The Israeli military is preparing for a prolonged war in Lebanon that could extend beyond the ongoing US‑Israeli aggression against Iran, the Financial Times reported.
“The Israelis are preparing international players for the prospect that the war with Hezbollah could drag on and last longer than the war with Iran,” the newspaper quoted sources as saying.
One of the sources said Israel had been considering renewing the war on Lebanon even before the Hezbollah resistance movement fired its first rocket barrage early on March 2.
Multiple reports from last year revealed that plans were already in place for an escalation against Lebanon.
The newspaper report also said the pace of Hezbollah’s rocket and drone attacks is increasing.
Tel Aviv has openly called for Israeli troops to illegally occupy additional areas in southern Lebanon as part of the ground invasion, which Hezbollah is fiercely confronting.
Israel’s Broadcasting Corporation (KAN) reported that Tel Aviv is considering expanding the so‑called “security belt” — a series of hills and strategic locations on the Lebanese side of the border currently occupied by Israeli troops in violation of the November 2024 ceasefire.
Meanwhile, Israeli authorities are increasingly acknowledging that the Lebanese resistance group may be preparing for a sustained campaign along the northern front.
The Israeli newspaper Jerusalem Post, citing the regime’s assessments, reported that Hezbollah’s operations are not a short‑term escalation but part of a longer confrontation aimed at exhausting Israeli forces and reshaping battlefield dynamics along the Lebanese border with the occupied territories.
The report comes as Iran has rejected ceasefire discussions with the United States and Israel, and as joint missile strikes by Hezbollah and the Islamic Republic against the occupying entity intensify.
Israel, which has been stunned by Hezbollah’s operational capabilities, recently admitted that two of its soldiers had been killed.
Early on Tuesday, Hezbollah said in a statement that its fighters had lured invading Israeli forces into a well‑prepared ambush on the southern outskirts of Khiam, directly hitting three tanks.
Hezbollah missiles damaged an Israeli satellite site near occupied al‑Quds on Monday.
Since earlier this month, the Lebanese resistance has announced several more operations and continues to confront invading Israeli forces in the south.
Hezbollah has targeted several Merkava tanks in recent days.

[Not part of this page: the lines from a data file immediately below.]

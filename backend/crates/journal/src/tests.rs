//! Router-level tests for the journal crate
//!
//! Auth and posts routers share one in-memory account repository; posts
//! live in a `MemoryPostStore` behind the emulated row policy.

#[cfg(test)]
mod support {
    use auth::application::config::AuthConfig;
    use auth::{AuthAppState, InMemoryAccountRepository, auth_router_generic};
    use axum::Router;
    use axum::body::{Body, to_bytes};
    use axum::http::{Method, Request, StatusCode, header};
    use platform::mail::{MailQueue, MailQueueConfig, OutboxEmailSender};
    use serde_json::{Value, json};
    use tower::ServiceExt;

    use crate::infra::memory::MemoryPostStore;
    use crate::presentation::router::posts_router;

    pub struct Harness {
        pub app: Router,
        pub repo: InMemoryAccountRepository,
        pub posts: MemoryPostStore,
    }

    pub fn harness() -> Harness {
        let repo = InMemoryAccountRepository::new();
        let posts = MemoryPostStore::new();
        let (queue, _worker) =
            MailQueue::start(OutboxEmailSender::new(), MailQueueConfig::default());
        let state = AuthAppState::new(repo.clone(), AuthConfig::development(), queue);

        let app = Router::new()
            .merge(posts_router(state.middleware_state(), posts.clone()))
            .merge(auth_router_generic(state));

        Harness { app, repo, posts }
    }

    pub async fn call(
        app: &Router,
        method: Method,
        uri: &str,
        token: Option<&str>,
        body: Option<Value>,
    ) -> (StatusCode, Value) {
        let mut builder = Request::builder().method(method).uri(uri);
        if let Some(token) = token {
            builder = builder.header(header::AUTHORIZATION, format!("Bearer {token}"));
        }
        let req = match body {
            Some(body) => builder
                .header(header::CONTENT_TYPE, "application/json")
                .body(Body::from(body.to_string()))
                .unwrap(),
            None => builder.body(Body::empty()).unwrap(),
        };

        let response = app.clone().oneshot(req).await.unwrap();
        let status = response.status();
        let bytes = to_bytes(response.into_body(), usize::MAX).await.unwrap();
        let body = if bytes.is_empty() {
            Value::Null
        } else {
            serde_json::from_slice(&bytes).unwrap()
        };
        (status, body)
    }

    impl Harness {
        /// Register, verify and log in. Returns the session token.
        pub async fn account(&self, username: &str) -> String {
            let (status, _) = call(
                &self.app,
                Method::POST,
                "/register",
                None,
                Some(json!({
                    "username": username,
                    "email": format!("{username}@example.com"),
                    "password": "river-stone-42",
                })),
            )
            .await;
            assert_eq!(status, StatusCode::CREATED);

            let token = self
                .repo
                .accounts()
                .into_iter()
                .find(|a| a.username.original() == username)
                .and_then(|a| a.verification_token().map(|t| t.as_str().to_string()))
                .unwrap();
            let (status, _) = call(
                &self.app,
                Method::GET,
                &format!("/verify?token={token}"),
                None,
                None,
            )
            .await;
            assert_eq!(status, StatusCode::OK);

            let (status, body) = call(
                &self.app,
                Method::POST,
                "/login",
                None,
                Some(json!({ "identifier": username, "password": "river-stone-42" })),
            )
            .await;
            assert_eq!(status, StatusCode::OK);
            body["token"].as_str().unwrap().to_string()
        }

        pub async fn write(&self, token: &str, title: &str) -> String {
            let (status, body) = call(
                &self.app,
                Method::POST,
                "/posts",
                Some(token),
                Some(json!({ "title": title, "body": "..." })),
            )
            .await;
            assert_eq!(status, StatusCode::CREATED, "{body}");
            body["id"].as_str().unwrap().to_string()
        }
    }
}

#[cfg(test)]
mod isolation_tests {
    use axum::http::{Method, StatusCode};
    use serde_json::json;

    use super::support::*;

    #[tokio::test]
    async fn test_alice_and_bob_only_see_their_own_posts() {
        let h = harness();

        // Wrong token before verifying does not verify anything.
        let (status, _) = call(&h.app, Method::GET, "/verify?token=nope", None, None).await;
        assert_eq!(status, StatusCode::NOT_FOUND);

        let alice = h.account("alice").await;
        let bob = h.account("bob").await;

        h.write(&alice, "alice one").await;
        h.write(&alice, "alice two").await;
        h.write(&bob, "bob one").await;

        let (status, body) = call(&h.app, Method::GET, "/posts", Some(alice.as_str()), None).await;
        assert_eq!(status, StatusCode::OK);
        let titles: Vec<&str> = body
            .as_array()
            .unwrap()
            .iter()
            .map(|p| p["title"].as_str().unwrap())
            .collect();
        assert_eq!(titles.len(), 2);
        assert!(titles.iter().all(|t| t.starts_with("alice")));

        let (_, body) = call(&h.app, Method::GET, "/posts", Some(bob.as_str()), None).await;
        assert_eq!(body.as_array().unwrap().len(), 1);
        assert_eq!(body[0]["title"], "bob one");

        assert_eq!(h.posts.all_rows().len(), 3);
    }

    #[tokio::test(flavor = "multi_thread", worker_threads = 4)]
    async fn test_interleaved_writers_never_see_each_other() {
        let h = harness();
        let alice = h.account("alice").await;
        let bob = h.account("bob").await;

        let mut tasks = tokio::task::JoinSet::new();
        for round in 0..8 {
            for (owner, token) in [("alice", alice.clone()), ("bob", bob.clone())] {
                let app = h.app.clone();
                tasks.spawn(async move {
                    let (status, _) = call(
                        &app,
                        Method::POST,
                        "/posts",
                        Some(token.as_str()),
                        Some(json!({ "title": format!("{owner} {round}"), "body": "" })),
                    )
                    .await;
                    assert_eq!(status, StatusCode::CREATED);

                    let (status, body) =
                        call(&app, Method::GET, "/posts", Some(token.as_str()), None).await;
                    assert_eq!(status, StatusCode::OK);
                    for post in body.as_array().unwrap() {
                        let title = post["title"].as_str().unwrap();
                        assert!(title.starts_with(owner), "{owner} saw {title}");
                    }
                });
            }
        }
        while let Some(joined) = tasks.join_next().await {
            joined.unwrap();
        }

        for (owner, token) in [("alice", &alice), ("bob", &bob)] {
            let (_, body) = call(&h.app, Method::GET, "/posts", Some(token.as_str()), None).await;
            let posts = body.as_array().unwrap();
            assert_eq!(posts.len(), 8, "{owner}");
            assert!(posts.iter().all(|p| p["title"].as_str().unwrap().starts_with(owner)));
        }
        assert_eq!(h.posts.all_rows().len(), 16);
    }

    #[tokio::test]
    async fn test_foreign_post_is_not_found_for_every_verb() {
        let h = harness();
        let alice = h.account("alice").await;
        let bob = h.account("bob").await;
        let id = h.write(&alice, "private").await;
        let uri = format!("/posts/{id}");

        let (status, _) = call(&h.app, Method::GET, &uri, Some(bob.as_str()), None).await;
        assert_eq!(status, StatusCode::NOT_FOUND);

        let (status, _) = call(
            &h.app,
            Method::PUT,
            &uri,
            Some(bob.as_str()),
            Some(json!({ "title": "defaced", "body": "" })),
        )
        .await;
        assert_eq!(status, StatusCode::NOT_FOUND);

        let (status, _) = call(&h.app, Method::DELETE, &uri, Some(bob.as_str()), None).await;
        assert_eq!(status, StatusCode::NOT_FOUND);

        let (_, body) = call(&h.app, Method::GET, &uri, Some(alice.as_str()), None).await;
        assert_eq!(body["title"], "private");
    }

    #[tokio::test]
    async fn test_posts_require_authentication() {
        let h = harness();
        let (status, _) = call(&h.app, Method::GET, "/posts", None, None).await;
        assert_eq!(status, StatusCode::UNAUTHORIZED);

        let (status, _) = call(
            &h.app,
            Method::POST,
            "/posts",
            Some("not.a.token"),
            Some(json!({ "title": "x" })),
        )
        .await;
        assert_eq!(status, StatusCode::UNAUTHORIZED);
        assert!(h.posts.all_rows().is_empty());
    }
}

#[cfg(test)]
mod crud_tests {
    use axum::http::{Method, StatusCode};
    use serde_json::json;

    use super::support::*;

    #[tokio::test]
    async fn test_update_then_delete() {
        let h = harness();
        let alice = h.account("alice").await;
        let id = h.write(&alice, "draft").await;
        let uri = format!("/posts/{id}");

        let (status, body) = call(
            &h.app,
            Method::PUT,
            &uri,
            Some(alice.as_str()),
            Some(json!({ "title": "  final  ", "body": "done" })),
        )
        .await;
        assert_eq!(status, StatusCode::OK);
        assert_eq!(body["title"], "final");
        assert_eq!(body["body"], "done");

        let (status, body) = call(&h.app, Method::DELETE, &uri, Some(alice.as_str()), None).await;
        assert_eq!(status, StatusCode::NO_CONTENT);
        assert_eq!(body, serde_json::Value::Null);

        let (status, _) = call(&h.app, Method::GET, &uri, Some(alice.as_str()), None).await;
        assert_eq!(status, StatusCode::NOT_FOUND);
    }

    #[tokio::test]
    async fn test_invalid_post_is_rejected_and_nothing_is_stored() {
        let h = harness();
        let alice = h.account("alice").await;

        let (status, body) = call(
            &h.app,
            Method::POST,
            "/posts",
            Some(alice.as_str()),
            Some(json!({ "title": "   ", "body": "text" })),
        )
        .await;
        assert_eq!(status, StatusCode::BAD_REQUEST);
        assert_eq!(body["detail"], "Title is required");

        let (status, _) = call(
            &h.app,
            Method::POST,
            "/posts",
            Some(alice.as_str()),
            Some(json!({ "title": "t".repeat(201), "body": "" })),
        )
        .await;
        assert_eq!(status, StatusCode::BAD_REQUEST);

        assert!(h.posts.all_rows().is_empty());
    }

    #[tokio::test]
    async fn test_list_is_newest_first() {
        let h = harness();
        let alice = h.account("alice").await;
        h.write(&alice, "first").await;
        tokio::time::sleep(std::time::Duration::from_millis(5)).await;
        h.write(&alice, "second").await;

        let (_, body) = call(&h.app, Method::GET, "/posts", Some(alice.as_str()), None).await;
        assert_eq!(body[0]["title"], "second");
        assert_eq!(body[1]["title"], "first");
    }
}

#[cfg(test)]
mod ownership_tests {
    use chrono::Utc;
    use kernel::id::{AccountId, PostId};
    use platform::scope::{ScopeError, ScopedHandle};
    use uuid::Uuid;

    use crate::application::{DeletePostUseCase, PostInput, UpdatePostUseCase};
    use crate::domain::entities::Post;
    use crate::domain::repository::PostRepository;
    use crate::domain::value_objects::{PostBody, PostTitle};
    use crate::error::{JournalError, JournalResult};

    /// A handle whose visibility is wider than its owner, as a permissive
    /// row policy would be.
    #[derive(Clone)]
    struct LeakyScope {
        owner: Uuid,
        foreign: Post,
    }

    impl PostRepository for LeakyScope {
        async fn insert(&self, _post: &Post) -> JournalResult<()> {
            Ok(())
        }

        async fn list(&self) -> JournalResult<Vec<Post>> {
            Ok(vec![self.foreign.clone()])
        }

        async fn find(&self, id: PostId) -> JournalResult<Option<Post>> {
            Ok((id == self.foreign.id).then(|| self.foreign.clone()))
        }

        async fn update(&self, _post: &Post) -> JournalResult<bool> {
            panic!("update must not be reached");
        }

        async fn delete(&self, _id: PostId) -> JournalResult<bool> {
            panic!("delete must not be reached");
        }
    }

    impl ScopedHandle for LeakyScope {
        fn owner(&self) -> Uuid {
            self.owner
        }

        async fn commit(&self) -> Result<(), ScopeError> {
            Ok(())
        }

        async fn rollback(&self) -> Result<(), ScopeError> {
            Ok(())
        }
    }

    fn leaky() -> LeakyScope {
        LeakyScope {
            owner: Uuid::new_v4(),
            foreign: Post::new(
                AccountId::new(),
                PostTitle::new("not yours").unwrap(),
                PostBody::new(String::new()).unwrap(),
                Utc::now(),
            ),
        }
    }

    #[tokio::test]
    async fn test_visible_foreign_post_cannot_be_updated() {
        let scope = leaky();
        let id = scope.foreign.id;
        let err = UpdatePostUseCase::new(scope)
            .execute(
                id,
                PostInput {
                    title: "mine now".to_string(),
                    body: String::new(),
                },
            )
            .await
            .unwrap_err();
        assert!(matches!(err, JournalError::Forbidden));
    }

    #[tokio::test]
    async fn test_visible_foreign_post_cannot_be_deleted() {
        let scope = leaky();
        let id = scope.foreign.id;
        let err = DeletePostUseCase::new(scope).execute(id).await.unwrap_err();
        assert!(matches!(err, JournalError::Forbidden));
    }
}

On 9 March, the Hebrew newspaper Maariv reported that the Israeli military is “not prepared” to fight a two‑front war against both Hezbollah and the Islamic Republic of Iran.
“It is not prepared to manage two fronts simultaneously with the power to drop thousands of munitions every day of war,” the newspaper’s military correspondent said.
Since Hezbollah opened a new front just over a week ago, Israeli has killed at least 500 people in Lebanon, most of them civilians.